§ Task prompt:
When the line containing "the two points" appears in the entries below, begin printing there and stop after the line containing "assert!(path.points()[3] == sections[1].1);"; print each of those lines exactly and no other line.

§ Stored items:
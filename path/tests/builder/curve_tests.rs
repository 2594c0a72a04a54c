/*
 * This Source Code Form is subject to the terms of the Mozilla Public
 * License, v. 2.0. If a copy of the MPL was not distributed with this
 * file, You can obtain one at https://mozilla.org/MPL/2.0/.
 */

use flo_path::spline::*;
use flo_path::*;

fn bytes(path: &Path) -> Vec<u8> {
    path.point_type_bytes().collect()
}

#[test]
fn two_point_curve_is_one_section() {
    let p0 = Coord2(0.0, 0.0);
    let p1 = Coord2(30.0, 40.0);

    let mut builder = PathBuilder::new();
    builder.add_curve(&[p0, p1]).unwrap();
    let path = builder.into_path();

    assert!(bytes(&path) == vec![0, 3, 3, 3]);

    // Both control points are on the line between the two points
    for cp in path.points()[1..3].iter() {
        let offset = *cp - p0;
        let cross = offset.0 * p1.1 - offset.1 * p1.0;
        assert!(cross.abs() < 1e-9);
    }
}

#[test]
fn curve_uses_default_tension() {
    let points = [Coord2(0.0, 0.0), Coord2(10.0, 5.0), Coord2(20.0, 0.0), Coord2(30.0, 10.0)];

    let mut default_tension = PathBuilder::new();
    default_tension.add_curve(&points).unwrap();

    let mut explicit_tension = PathBuilder::new();
    explicit_tension.add_curve_with_tension(&points, 0.5).unwrap();

    assert!(default_tension == explicit_tension);
}

#[test]
fn curve_points_match_spline_sections() {
    let points = [Coord2(0.0, 0.0), Coord2(10.0, 5.0), Coord2(20.0, 0.0), Coord2(30.0, 10.0)];

    let mut builder = PathBuilder::new();
    builder.add_curve_with_tension(&points, 0.8).unwrap();
    let path = builder.into_path();

    let sections = cardinal_spline_sections(&points, 0.8);
    assert!(path.len() == 1 + sections.len() * 3);

    for (idx, ((cp1, cp2), end)) in sections.iter().enumerate() {
        assert!(path.points()[idx * 3 + 1] == *cp1);
        assert!(path.points()[idx * 3 + 2] == *cp2);
        assert!(path.points()[idx * 3 + 3] == *end);
    }
}

#[test]
fn curve_segments_use_whole_curve() {
    let points = [
        Coord2(0.0, 0.0),
        Coord2(10.0, 5.0),
        Coord2(20.0, 0.0),
        Coord2(30.0, 10.0),
        Coord2(40.0, 0.0),
    ];

    let mut builder = PathBuilder::new();
    builder.add_curve_segments(&points, 1, 2, 0.5).unwrap();
    let path = builder.into_path();

    let sections = cardinal_spline_sections(&points, 0.5);

    assert!(bytes(&path) == vec![0, 3, 3, 3, 3, 3, 3]);
    assert!(path.points()[0] == points[1]);
    assert!(path.points()[1] == (sections[1].0).0);
    assert!(path.points()[2] == (sections[1].0).1);
    assert!(path.points()[3] == sections[1].1);
    assert!(path.points()[4] == (sections[2].0).0);
    assert!(path.points()[6] == points[3]);
}

#[test]
fn curve_segments_covering_everything_match_add_curve() {
    let points = [Coord2(0.0, 0.0), Coord2(10.0, 5.0), Coord2(20.0, 0.0)];

    let mut segments = PathBuilder::new();
    segments.add_curve_segments(&points, 0, 2, 0.5).unwrap();

    let mut curve = PathBuilder::new();
    curve.add_curve(&points).unwrap();

    assert!(segments == curve);
}

#[test]
fn curve_segments_out_of_range() {
    let points = [Coord2(0.0, 0.0), Coord2(10.0, 5.0), Coord2(20.0, 0.0)];
    let mut builder = PathBuilder::new();

    assert!(
        builder.add_curve_segments(&points, 1, 2, 0.5)
            == Err(PathError::SegmentRangeOutOfBounds {
                offset: 1,
                segments: 2,
                available: 2
            })
    );
    assert!(builder.add_curve_segments(&points, 0, 0, 0.5).is_err());
    assert!(builder.add_curve_segments(&points, usize::MAX, 2, 0.5).is_err());
    assert!(builder.add_curve_segments(&points[0..1], 0, 1, 0.5).is_err());
    assert!(builder.path().is_empty());
}

#[test]
fn zero_tension_curve_is_straight() {
    let points = [Coord2(0.0, 0.0), Coord2(10.0, 5.0), Coord2(20.0, 0.0)];

    let mut builder = PathBuilder::new();
    builder.add_curve_with_tension(&points, 0.0).unwrap();
    let path = builder.into_path();

    assert!(path.points()[1] == points[0]);
    assert!(path.points()[2] == points[1]);
    assert!(path.points()[4] == points[1]);
    assert!(path.points()[5] == points[2]);
}

#[test]
fn closed_curve_tension() {
    let points = [Coord2(0.0, 0.0), Coord2(10.0, 0.0), Coord2(10.0, 10.0), Coord2(0.0, 10.0)];

    let mut builder = PathBuilder::new();
    builder.add_closed_curve_with_tension(&points, 1.5).unwrap();
    let path = builder.into_path();

    let sections = closed_cardinal_spline_sections(&points, 1.5);
    assert!(path.len() == 13);
    assert!(path.points()[1] == (sections[0].0).0);
    assert!(path.points()[1] == Coord2(5.0, -5.0));
}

§ Answer for this exercise:
    // Both control points are on the line between the two points
    for cp in path.points()[1..3].iter() {
        let offset = *cp - p0;
        let cross = offset.0 * p1.1 - offset.1 * p1.0;
        assert!(cross.abs() < 1e-9);
    }
}

#[test]
fn curve_uses_default_tension() {
    let points = [Coord2(0.0, 0.0), Coord2(10.0, 5.0), Coord2(20.0, 0.0), Coord2(30.0, 10.0)];

    let mut default_tension = PathBuilder::new();
    default_tension.add_curve(&points).unwrap();

    let mut explicit_tension = PathBuilder::new();
    explicit_tension.add_curve_with_tension(&points, 0.5).unwrap();

    assert!(default_tension == explicit_tension);
}

#[test]
fn curve_points_match_spline_sections() {
    let points = [Coord2(0.0, 0.0), Coord2(10.0, 5.0), Coord2(20.0, 0.0), Coord2(30.0, 10.0)];

    let mut builder = PathBuilder::new();
    builder.add_curve_with_tension(&points, 0.8).unwrap();
    let path = builder.into_path();

    let sections = cardinal_spline_sections(&points, 0.8);
    assert!(path.len() == 1 + sections.len() * 3);

    for (idx, ((cp1, cp2), end)) in sections.iter().enumerate() {
        assert!(path.points()[idx * 3 + 1] == *cp1);
        assert!(path.points()[idx * 3 + 2] == *cp2);
        assert!(path.points()[idx * 3 + 3] == *end);
    }
}

#[test]
fn curve_segments_use_whole_curve() {
    let points = [
        Coord2(0.0, 0.0),
        Coord2(10.0, 5.0),
        Coord2(20.0, 0.0),
        Coord2(30.0, 10.0),
        Coord2(40.0, 0.0),
    ];

    let mut builder = PathBuilder::new();
    builder.add_curve_segments(&points, 1, 2, 0.5).unwrap();
    let path = builder.into_path();

    let sections = cardinal_spline_sections(&points, 0.5);

    assert!(bytes(&path) == vec![0, 3, 3, 3, 3, 3, 3]);
    assert!(path.points()[0] == points[1]);
    assert!(path.points()[1] == (sections[1].0).0);
    assert!(path.points()[2] == (sections[1].0).1);
    assert!(path.points()[3] == sections[1].1);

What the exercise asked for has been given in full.